* Exercise material:

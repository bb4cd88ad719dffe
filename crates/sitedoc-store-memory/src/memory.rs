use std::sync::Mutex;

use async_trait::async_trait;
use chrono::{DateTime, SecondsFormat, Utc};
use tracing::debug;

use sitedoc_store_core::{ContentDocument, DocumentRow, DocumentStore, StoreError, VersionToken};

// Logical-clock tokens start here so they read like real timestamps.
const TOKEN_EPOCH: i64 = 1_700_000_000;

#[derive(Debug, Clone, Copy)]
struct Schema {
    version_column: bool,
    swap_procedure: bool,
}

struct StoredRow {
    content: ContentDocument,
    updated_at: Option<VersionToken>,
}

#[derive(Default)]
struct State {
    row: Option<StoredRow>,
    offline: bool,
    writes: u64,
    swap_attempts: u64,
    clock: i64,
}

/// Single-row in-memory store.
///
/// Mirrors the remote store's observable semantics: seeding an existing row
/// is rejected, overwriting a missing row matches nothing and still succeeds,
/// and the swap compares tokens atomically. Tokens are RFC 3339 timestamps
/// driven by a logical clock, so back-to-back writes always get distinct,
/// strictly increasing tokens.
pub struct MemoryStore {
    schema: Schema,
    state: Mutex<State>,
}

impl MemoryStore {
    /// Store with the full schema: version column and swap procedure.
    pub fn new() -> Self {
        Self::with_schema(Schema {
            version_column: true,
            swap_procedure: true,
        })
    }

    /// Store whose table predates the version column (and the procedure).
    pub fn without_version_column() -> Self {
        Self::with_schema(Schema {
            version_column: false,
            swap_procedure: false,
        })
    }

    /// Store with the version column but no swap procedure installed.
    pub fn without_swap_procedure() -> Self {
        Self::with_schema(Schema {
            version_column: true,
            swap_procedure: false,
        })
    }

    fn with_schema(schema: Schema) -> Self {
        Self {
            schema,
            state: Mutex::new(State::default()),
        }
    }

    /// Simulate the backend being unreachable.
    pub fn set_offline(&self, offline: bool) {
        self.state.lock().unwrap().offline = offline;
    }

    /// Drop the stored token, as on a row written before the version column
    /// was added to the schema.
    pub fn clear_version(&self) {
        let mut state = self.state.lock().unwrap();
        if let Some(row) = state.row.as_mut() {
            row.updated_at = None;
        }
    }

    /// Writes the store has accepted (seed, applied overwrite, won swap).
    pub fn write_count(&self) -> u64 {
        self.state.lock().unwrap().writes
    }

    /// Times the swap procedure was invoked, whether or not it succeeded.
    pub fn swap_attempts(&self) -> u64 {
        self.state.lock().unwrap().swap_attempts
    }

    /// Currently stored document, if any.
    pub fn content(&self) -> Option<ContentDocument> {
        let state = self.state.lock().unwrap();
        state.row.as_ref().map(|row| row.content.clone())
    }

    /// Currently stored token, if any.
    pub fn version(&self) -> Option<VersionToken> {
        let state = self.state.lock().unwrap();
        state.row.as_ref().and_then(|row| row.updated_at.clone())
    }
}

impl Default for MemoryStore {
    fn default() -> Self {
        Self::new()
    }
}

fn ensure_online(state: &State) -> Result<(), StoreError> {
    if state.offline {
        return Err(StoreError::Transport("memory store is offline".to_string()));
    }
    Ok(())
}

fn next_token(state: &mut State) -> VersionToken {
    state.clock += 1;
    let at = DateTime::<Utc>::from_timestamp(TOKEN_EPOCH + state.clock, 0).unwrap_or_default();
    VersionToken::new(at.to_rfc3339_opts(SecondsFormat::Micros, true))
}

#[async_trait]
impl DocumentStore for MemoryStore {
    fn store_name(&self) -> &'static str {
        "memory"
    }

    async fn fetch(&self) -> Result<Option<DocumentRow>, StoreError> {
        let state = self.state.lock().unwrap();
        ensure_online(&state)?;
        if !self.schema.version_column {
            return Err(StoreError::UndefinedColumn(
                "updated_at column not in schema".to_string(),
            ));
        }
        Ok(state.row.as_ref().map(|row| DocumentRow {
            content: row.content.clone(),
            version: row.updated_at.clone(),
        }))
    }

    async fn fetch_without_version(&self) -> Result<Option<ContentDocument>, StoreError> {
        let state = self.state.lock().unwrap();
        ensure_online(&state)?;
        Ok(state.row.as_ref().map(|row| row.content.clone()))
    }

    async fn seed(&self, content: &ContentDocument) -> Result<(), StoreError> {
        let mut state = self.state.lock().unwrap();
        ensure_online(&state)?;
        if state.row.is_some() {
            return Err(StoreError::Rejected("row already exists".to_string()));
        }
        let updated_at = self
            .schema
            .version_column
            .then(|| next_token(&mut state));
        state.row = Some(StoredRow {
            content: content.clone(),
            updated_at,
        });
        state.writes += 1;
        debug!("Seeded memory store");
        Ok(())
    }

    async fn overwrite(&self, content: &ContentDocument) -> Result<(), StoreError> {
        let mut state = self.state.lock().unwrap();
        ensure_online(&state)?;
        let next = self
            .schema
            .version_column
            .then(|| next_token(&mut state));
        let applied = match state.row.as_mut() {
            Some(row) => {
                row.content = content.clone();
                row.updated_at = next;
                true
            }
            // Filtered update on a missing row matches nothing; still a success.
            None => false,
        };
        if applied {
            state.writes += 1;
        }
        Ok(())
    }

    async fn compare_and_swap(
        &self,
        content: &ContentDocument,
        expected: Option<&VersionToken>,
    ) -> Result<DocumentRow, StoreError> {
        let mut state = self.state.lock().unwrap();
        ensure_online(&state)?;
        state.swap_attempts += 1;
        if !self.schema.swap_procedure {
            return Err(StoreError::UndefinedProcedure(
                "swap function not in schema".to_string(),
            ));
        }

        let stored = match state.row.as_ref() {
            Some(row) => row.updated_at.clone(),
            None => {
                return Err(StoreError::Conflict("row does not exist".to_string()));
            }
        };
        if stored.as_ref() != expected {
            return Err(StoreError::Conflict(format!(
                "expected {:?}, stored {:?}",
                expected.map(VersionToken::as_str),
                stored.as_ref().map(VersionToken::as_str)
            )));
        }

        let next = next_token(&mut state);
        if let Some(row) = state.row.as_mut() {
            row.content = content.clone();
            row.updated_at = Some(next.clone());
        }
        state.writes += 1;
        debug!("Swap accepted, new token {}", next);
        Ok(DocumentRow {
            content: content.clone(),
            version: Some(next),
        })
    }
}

* Work instruction: Copy out the lines above with "StoredRow" in them.

* Answer for the task:
struct StoredRow {
    row: Option<StoredRow>,
        state.row = Some(StoredRow {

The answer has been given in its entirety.